# ext2 - 200gb partition suddenly stops working

## lonepie

Okay, so I've been doing a lot of maitenance to my gentoo box lately: updating the kernel, emerging updates, reworking my firewall, etc, etc...

Tonight I noticed that my 200gb ext2 filesystem stopped working! I spent a good amount of time looking at these forums along with google, trying to find a fix. 

Here is the output from mount:

```
mount /dev/hdb1 /mnt/hdb1

mount: wrong fs type, bad option, bad superblock on /dev/hdb1,

       missing codepage or other error

       In some cases useful info is found in syslog - try

       dmesg | tail  or so
```

Okay, I checked dmesg | tail and found:

```
EXT2-fs: hdb1: couldn't mount RDWR because of unsupported optional features (b980).
```

I tried a e2fsck to no avail, it complained: "e2fsck: Bad magic number in super-block while trying to open /dev/hdb1".

Also, I tried using various backup superblocks yielded from mke2fs -n /dev/hdb1, still no luck.. I'm afraid to try more at this point because I can't afford to lose the data on the drive.

Curiously, I was able to boot up on both the ubuntu livecd AND gentoo livecd and mount the filesystem without problem. So, I decided to take the entry for the drive out of my /etc/fstab... still nothing...

I could go out and buy a new HDD tomorrow and copy all of the contents of hdb1 to it using a livecd, but I don't really want to pay money for a new drive, ya know? I could also try backing it up to various network drives on my LAN, but that seems like it'll be a pain as well... 

SO! Any ideas on what to do? Should I try more backup superblocks with e2fsck -b? Or should I try to write new superblocks with mke2fs -S? I'm a bit boggled on this one... Also, the system is the primary firewall/router for my entire house, so people come yell at me when this thing's down!

Kernel is: 2.6.16-gentoo-r9

----------

## NeddySeagoon

lonepie,

The first thing is to not do anything rash with your only copy of the data. So it you want to try something drastic, like writing a new superblock, do a backup first.

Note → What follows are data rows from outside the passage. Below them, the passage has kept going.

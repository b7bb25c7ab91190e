//! 日志初始化模块
//!
//! 基于 tracing-subscriber 组装日志层，支持人类可读与 JSON 两种输出格式。

use anyhow::Result;
use tracing_subscriber::{
    EnvFilter, Layer,
    fmt::{self, format::FmtSpan},
    layer::SubscriberExt,
    util::SubscriberInitExt,
};

use super::ObservabilityConfig;

/// 构建环境过滤器
///
/// RUST_LOG 优先，其次为配置中的 log_level，二者都无效时退回 info
pub fn build_env_filter(config: &ObservabilityConfig) -> EnvFilter {
    EnvFilter::try_from_default_env()
        .or_else(|_| EnvFilter::try_new(&config.log_level))
        .unwrap_or_else(|_| EnvFilter::new("info"))
}

/// 初始化 tracing（全局 subscriber 只能安装一次，重复调用返回错误）
pub fn init(config: &ObservabilityConfig) -> Result<()> {
    let env_filter = build_env_filter(config);

    let fmt_layer = if config.json_logs {
        fmt::layer()
            .json()
            .with_span_events(FmtSpan::CLOSE)
            .with_target(true)
            .with_thread_ids(true)
            .boxed()
    } else {
        fmt::layer()
            .with_target(true)
            .with_thread_ids(false)
            .with_ansi(true)
            .boxed()
    };

    tracing_subscriber::registry()
        .with(env_filter)
        .with(fmt_layer)
        .try_init()?;

    Ok(())
}

#[cfg(test)]
mod tests {
    use super::*;

    #[test]
    fn test_invalid_level_falls_back() {
        let config = ObservabilityConfig {
            log_level: "not a [valid filter".to_string(),
            ..Default::default()
        };
        // 不应 panic
        let _ = build_env_filter(&config);
    }
}
//! 积分账本实体定义
//!
//! 包含积分汇总、流水记录以及用于过期计算的积分批次

use chrono::{DateTime, Utc};
use serde::{Deserialize, Serialize};
use uuid::Uuid;

use super::enums::TransactionType;
use super::reward::Reward;

/// 账户积分汇总
///
/// 恒等式 `total == available + used + expired`，且四项均非负
#[derive(Debug, Clone, Copy, Default, PartialEq, Eq, Serialize, Deserialize)]
#[serde(rename_all = "camelCase")]
pub struct PointsSummary {
    /// 累计获得
    pub total: i64,
    /// 当前可用
    pub available: i64,
    /// 累计已兑换
    pub used: i64,
    /// 累计已过期
    pub expired: i64,
}

impl PointsSummary {
    pub fn new(total: i64, available: i64, used: i64, expired: i64) -> Self {
        Self {
            total,
            available,
            used,
            expired,
        }
    }

    /// 检查汇总恒等式与非负约束
    pub fn is_consistent(&self) -> bool {
        self.total >= 0
            && self.available >= 0
            && self.used >= 0
            && self.expired >= 0
            && self.available.checked_add(self.used).and_then(|v| v.checked_add(self.expired))
                == Some(self.total)
    }

    /// 应用汇总变化量
    ///
    /// 溢出或结果破坏恒等式时返回 None，原值不变
    pub fn apply(&self, delta: &SummaryDelta) -> Option<Self> {
        let next = Self {
            total: self.total.checked_add(delta.total)?,
            available: self.available.checked_add(delta.available)?,
            used: self.used.checked_add(delta.used)?,
            expired: self.expired.checked_add(delta.expired)?,
        };
        next.is_consistent().then_some(next)
    }

    /// 从流水重建汇总
    ///
    /// 增量维护的汇总必须始终等于该折叠结果
    pub fn fold<'a, I>(transactions: I) -> Option<Self>
    where
        I: IntoIterator<Item = &'a Transaction>,
    {
        transactions
            .into_iter()
            .try_fold(Self::default(), |summary, tx| {
                summary.apply(&SummaryDelta::for_transaction(tx))
            })
    }
}

/// 积分汇总变化量
#[derive(Debug, Clone, Copy, Default, PartialEq, Eq)]
pub struct SummaryDelta {
    pub total: i64,
    pub available: i64,
    pub used: i64,
    pub expired: i64,
}

impl SummaryDelta {
    /// 入账：total 与 available 同时增加
    pub fn credit(points: i64) -> Self {
        Self {
            total: points,
            available: points,
            ..Default::default()
        }
    }

    /// 兑换：available 转入 used
    pub fn redeem(cost: i64) -> Self {
        Self {
            available: -cost,
            used: cost,
            ..Default::default()
        }
    }

    /// 过期：available 转入 expired
    pub fn expire(points: i64) -> Self {
        Self {
            available: -points,
            expired: points,
            ..Default::default()
        }
    }

    /// 由流水推导变化量
    pub fn for_transaction(tx: &Transaction) -> Self {
        match tx.transaction_type {
            TransactionType::Earned | TransactionType::Bonus => Self::credit(tx.points),
            TransactionType::Redeemed => Self::redeem(-tx.points),
            TransactionType::Expired => Self::expire(-tx.points),
        }
    }
}

/// 积分流水
///
/// 只追加不修改；points 带符号（入账为正，兑换/过期为负）
#[derive(Debug, Clone, PartialEq, Eq, Serialize, Deserialize)]
#[serde(rename_all = "camelCase")]
pub struct Transaction {
    pub id: Uuid,
    pub account_id: String,
    #[serde(rename = "type")]
    pub transaction_type: TransactionType,
    pub points: i64,
    pub description: String,
    /// 关联订单（消费返积分）
    #[serde(default)]
    pub related_order_id: Option<String>,
    /// 关联奖品（兑换）
    #[serde(default)]
    pub related_reward_id: Option<String>,
    /// 关联的入账流水（过期时指向失效的批次）
    #[serde(default)]
    pub related_transaction_id: Option<Uuid>,
    pub created_at: DateTime<Utc>,
    /// 积分过期时间（仅入账类流水）
    #[serde(default)]
    pub expires_at: Option<DateTime<Utc>>,
}

impl Transaction {
    fn base(
        account_id: &str,
        transaction_type: TransactionType,
        points: i64,
        description: String,
        now: DateTime<Utc>,
    ) -> Self {
        Self {
            id: Uuid::now_v7(),
            account_id: account_id.to_string(),
            transaction_type,
            points,
            description,
            related_order_id: None,
            related_reward_id: None,
            related_transaction_id: None,
            created_at: now,
            expires_at: None,
        }
    }

    /// 创建消费返积分记录
    pub fn earned(
        account_id: &str,
        order_id: &str,
        points: i64,
        description: impl Into<String>,
        now: DateTime<Utc>,
        expires_at: DateTime<Utc>,
    ) -> Self {
        Self {
            related_order_id: Some(order_id.to_string()),
            expires_at: Some(expires_at),
            ..Self::base(account_id, TransactionType::Earned, points, description.into(), now)
        }
    }

    /// 创建奖励积分记录
    pub fn bonus(
        account_id: &str,
        points: i64,
        description: impl Into<String>,
        now: DateTime<Utc>,
        expires_at: DateTime<Utc>,
    ) -> Self {
        Self {
            expires_at: Some(expires_at),
            ..Self::base(account_id, TransactionType::Bonus, points, description.into(), now)
        }
    }

    /// 创建兑换消耗记录
    pub fn redeemed(account_id: &str, reward: &Reward, now: DateTime<Utc>) -> Self {
        Self {
            related_reward_id: Some(reward.id.clone()),
            ..Self::base(
                account_id,
                TransactionType::Redeemed,
                -reward.points_required,
                format!("Redeemed: {}", reward.name),
                now,
            )
        }
    }

    /// 创建过期记录，扣减整个批次的剩余积分
    pub fn expired(account_id: &str, lot: &PointLot, now: DateTime<Utc>) -> Self {
        Self {
            related_transaction_id: Some(lot.transaction_id),
            ..Self::base(
                account_id,
                TransactionType::Expired,
                -lot.remaining,
                format!("Expired: {} points", lot.remaining),
                now,
            )
        }
    }

    /// 变动的绝对值
    pub fn magnitude(&self) -> i64 {
        self.points.abs()
    }
}

/// 积分批次
///
/// 每笔入账流水形成一个批次，兑换按先进先出（FIFO）顺序消耗批次，
/// 过期只清零其指向的批次
#[derive(Debug, Clone, PartialEq, Eq, Serialize)]
#[serde(rename_all = "camelCase")]
pub struct PointLot {
    pub transaction_id: Uuid,
    pub created_at: DateTime<Utc>,
    pub expires_at: Option<DateTime<Utc>>,
    pub original: i64,
    pub remaining: i64,
}

impl PointLot {
    /// 批次是否已到期（到期时间点当刻即视为到期）
    pub fn is_expired_at(&self, now: DateTime<Utc>) -> bool {
        self.expires_at.is_some_and(|t| t <= now)
    }

    /// 批次是否在 `[now, deadline]` 窗口内到期
    pub fn expires_between(&self, now: DateTime<Utc>, deadline: DateTime<Utc>) -> bool {
        self.expires_at.is_some_and(|t| t > now && t <= deadline)
    }
}

/// 按追加顺序回放流水，返回仍有剩余积分的批次
///
/// 批次按 `created_at` 从旧到新排列，时间相同的按追加顺序；兑换按此顺序 FIFO 扣减
pub fn open_lots(transactions: &[Transaction]) -> Vec<PointLot> {
    let mut lots: Vec<PointLot> = Vec::new();

    for tx in transactions {
        if tx.transaction_type.opens_lot() {
            // 插到所有不晚于它的批次之后，保持 (created_at, 追加顺序) 有序
            let position = lots.partition_point(|lot| lot.created_at <= tx.created_at);
            lots.insert(
                position,
                PointLot {
                    transaction_id: tx.id,
                    created_at: tx.created_at,
                    expires_at: tx.expires_at,
                    original: tx.points,
                    remaining: tx.points,
                },
            );
            continue;
        }

        match tx.transaction_type {
            TransactionType::Redeemed => consume_fifo(&mut lots, tx.magnitude()),
            TransactionType::Expired => {
                let target = tx
                    .related_transaction_id
                    .and_then(|id| lots.iter_mut().find(|lot| lot.transaction_id == id));
                match target {
                    Some(lot) => lot.remaining = (lot.remaining - tx.magnitude()).max(0),
                    // 未指明批次的过期记录同样按 FIFO 扣减
                    None => consume_fifo(&mut lots, tx.magnitude()),
                }
            }
            TransactionType::Earned | TransactionType::Bonus => {}
        }
    }

    lots.retain(|lot| lot.remaining > 0);
    lots
}

fn consume_fifo(lots: &mut [PointLot], mut amount: i64) {
    for lot in lots.iter_mut() {
        if amount == 0 {
            break;
        }
        let take = lot.remaining.min(amount);
        lot.remaining -= take;
        amount -= take;
    }
}
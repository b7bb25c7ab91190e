//! 积分引擎领域模型
//!
//! 包含积分账本、会员等级、奖品目录的核心实体定义

pub mod enums;
pub mod ledger;
pub mod reward;
pub mod tier;

// 重新导出常用类型
pub use enums::{RewardCategory, TierBenefit, TransactionType};
pub use ledger::{PointLot, PointsSummary, SummaryDelta, Transaction, open_lots};
pub use reward::Reward;
pub use tier::Tier;
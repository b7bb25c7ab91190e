//! 进程内锁管理器
//!
//! 按资源 key 分配异步互斥锁，同一账户或同一奖品的写操作串行执行。

use std::sync::Arc;

use dashmap::DashMap;
use tokio::sync::{Mutex, OwnedMutexGuard};
use tracing::{debug, instrument};

/// 进程内锁管理器
///
/// key 对应的互斥锁按需创建，`prune` 回收无人持有的条目
#[derive(Debug, Default, Clone)]
pub struct LockManager {
    locks: Arc<DashMap<String, Arc<Mutex<()>>>>,
}

impl LockManager {
    pub fn new() -> Self {
        Self::default()
    }

    /// 获取账户锁
    pub async fn lock_account(&self, account_id: &str) -> LockGuard {
        self.acquire(&format!("account:{}", account_id)).await
    }

    /// 获取奖品锁
    pub async fn lock_reward(&self, reward_id: &str) -> LockGuard {
        self.acquire(&format!("reward:{}", reward_id)).await
    }

    /// 获取锁，锁被占用时等待
    #[instrument(skip(self))]
    pub async fn acquire(&self, key: &str) -> LockGuard {
        // 先克隆出 Arc 再等待，不能跨 await 持有 DashMap 的分片锁
        let mutex = Arc::clone(self.locks.entry(key.to_string()).or_default().value());
        let guard = mutex.lock_owned().await;
        debug!(key = %key, "Lock acquired");
        LockGuard {
            key: key.to_string(),
            _guard: guard,
        }
    }

    /// 回收当前无人持有也无人等待的锁条目，返回回收数量
    pub fn prune(&self) -> usize {
        let before = self.locks.len();
        self.locks.retain(|_, mutex| Arc::strong_count(mutex) > 1);
        let pruned = before.saturating_sub(self.locks.len());
        if pruned > 0 {
            debug!(pruned = pruned, "Idle locks pruned");
        }
        pruned
    }

    /// 当前登记的锁条目数
    pub fn len(&self) -> usize {
        self.locks.len()
    }

    pub fn is_empty(&self) -> bool {
        self.locks.is_empty()
    }
}

/// 锁守卫
///
/// drop 时自动释放
#[derive(Debug)]
pub struct LockGuard {
    key: String,
    _guard: OwnedMutexGuard<()>,
}

impl LockGuard {
    pub fn key(&self) -> &str {
        &self.key
    }
}

impl Drop for LockGuard {
    fn drop(&mut self) {
        debug!(key = %self.key, "Lock released");
    }
}

#[cfg(test)]
mod tests {
    use super::*;
    use std::time::Duration;

    #[tokio::test]
    async fn test_lock_key_format() {
        let locks = LockManager::new();
        let account = locks.lock_account("acc-1").await;
        let reward = locks.lock_reward("free-coffee").await;
        assert_eq!(account.key(), "account:acc-1");
        assert_eq!(reward.key(), "reward:free-coffee");
    }

    #[tokio::test]
    async fn test_distinct_keys_do_not_block() {
        let locks = LockManager::new();
        let _account = locks.lock_account("acc-1").await;

        let other =
            tokio::time::timeout(Duration::from_millis(100), locks.lock_account("acc-2")).await;
        assert!(other.is_ok());

        // 同 ID 的账户锁与奖品锁互不影响
        let reward =
            tokio::time::timeout(Duration::from_millis(100), locks.lock_reward("acc-1")).await;
        assert!(reward.is_ok());
    }

    #[tokio::test]
    async fn test_acquire_waits_for_release() {
        let locks = LockManager::new();
        let guard = locks.acquire("reward:r1").await;

        let waiter = {
            let locks = locks.clone();
            tokio::spawn(async move {
                let _guard = locks.acquire("reward:r1").await;
            })
        };

        tokio::time::sleep(Duration::from_millis(20)).await;
        assert!(!waiter.is_finished());

        drop(guard);
        waiter.await.unwrap();
    }

    #[test]
    fn test_waiter_woken_on_release() {
        let locks = LockManager::new();
        let guard = tokio_test::block_on(locks.lock_account("acc-1"));

        let mut waiter = tokio_test::task::spawn(locks.lock_account("acc-1"));
        tokio_test::assert_pending!(waiter.poll());

        drop(guard);
        assert!(waiter.is_woken());
        let second = tokio_test::assert_ready!(waiter.poll());
        assert_eq!(second.key(), "account:acc-1");
    }

    #[tokio::test]
    async fn test_prune_keeps_held_locks() {
        let locks = LockManager::new();
        let held = locks.acquire("account:held").await;
        drop(locks.acquire("account:idle").await);
        assert_eq!(locks.len(), 2);

        assert_eq!(locks.prune(), 1);
        assert_eq!(locks.len(), 1);

        drop(held);
        assert_eq!(locks.prune(), 1);
        assert!(locks.is_empty());
    }
}
//! 会员等级模块

mod calculator;

pub use calculator::{TierCalculator, TierProgress};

You say you have made a new kernel. Try booting your old kernel. Can you mount the partition then ?

```
unsupported optional features
```

can mean your need  *Quote:*   

> Ext2 extended attributes 

 in your kernel, and its now missing.

Is the filesystem really ext2 ?

200Gb is huge for a non journalled filesystem. can you mount it with the -t ext3 option to mount ?

----------

## lonepie

Thanks for the reply... I checked my kernel config and ext2 and ext3 extended attributes are available, along with several other options. I then rebuilt the kernel just to be sure, but that didn't seem to have any effect. I tried booting off of my old kernel and I still couldn't get the drive to mount. And yes, I'm sure it's ext2.. it has been working as such for over 2 years.

----------

## lonepie

I don't understand why I can mount the drive without problem if I boot up on a LiveCD... can anybody explain to me why I am able to mount on a livecd but not on my gentoo install?

----------

## NeddySeagoon

lonepie,

Maybe the kernel you are running did not come from the config you are checking ?

What does 

```
uname -a 
```

show ?

Look at the date/time, its the running kernel build date and time. Does it look right ?

How does it compare to the date/time on the file /usr/src/liniux/arch/<your_arch>/boot/bzImage ?

If the latter is more recent, you hane made an error installing your kernel.

----------

## lonepie

Here's the output from uname -a:

```
... 2.6.16-gentoo-r9 #3 SMP PREEMPT Sat Jun 10 12:31:50 EST 2006 i686 ...
```

The plot thickens... I bought a replacement drive today... booted off my livecd to format/partition it with reiserfs filesystem. I start copying a few of the more important files from the old drive to the new one. Now, when I boot back into gentoo, I get a very similar error message when trying to mount the new drive...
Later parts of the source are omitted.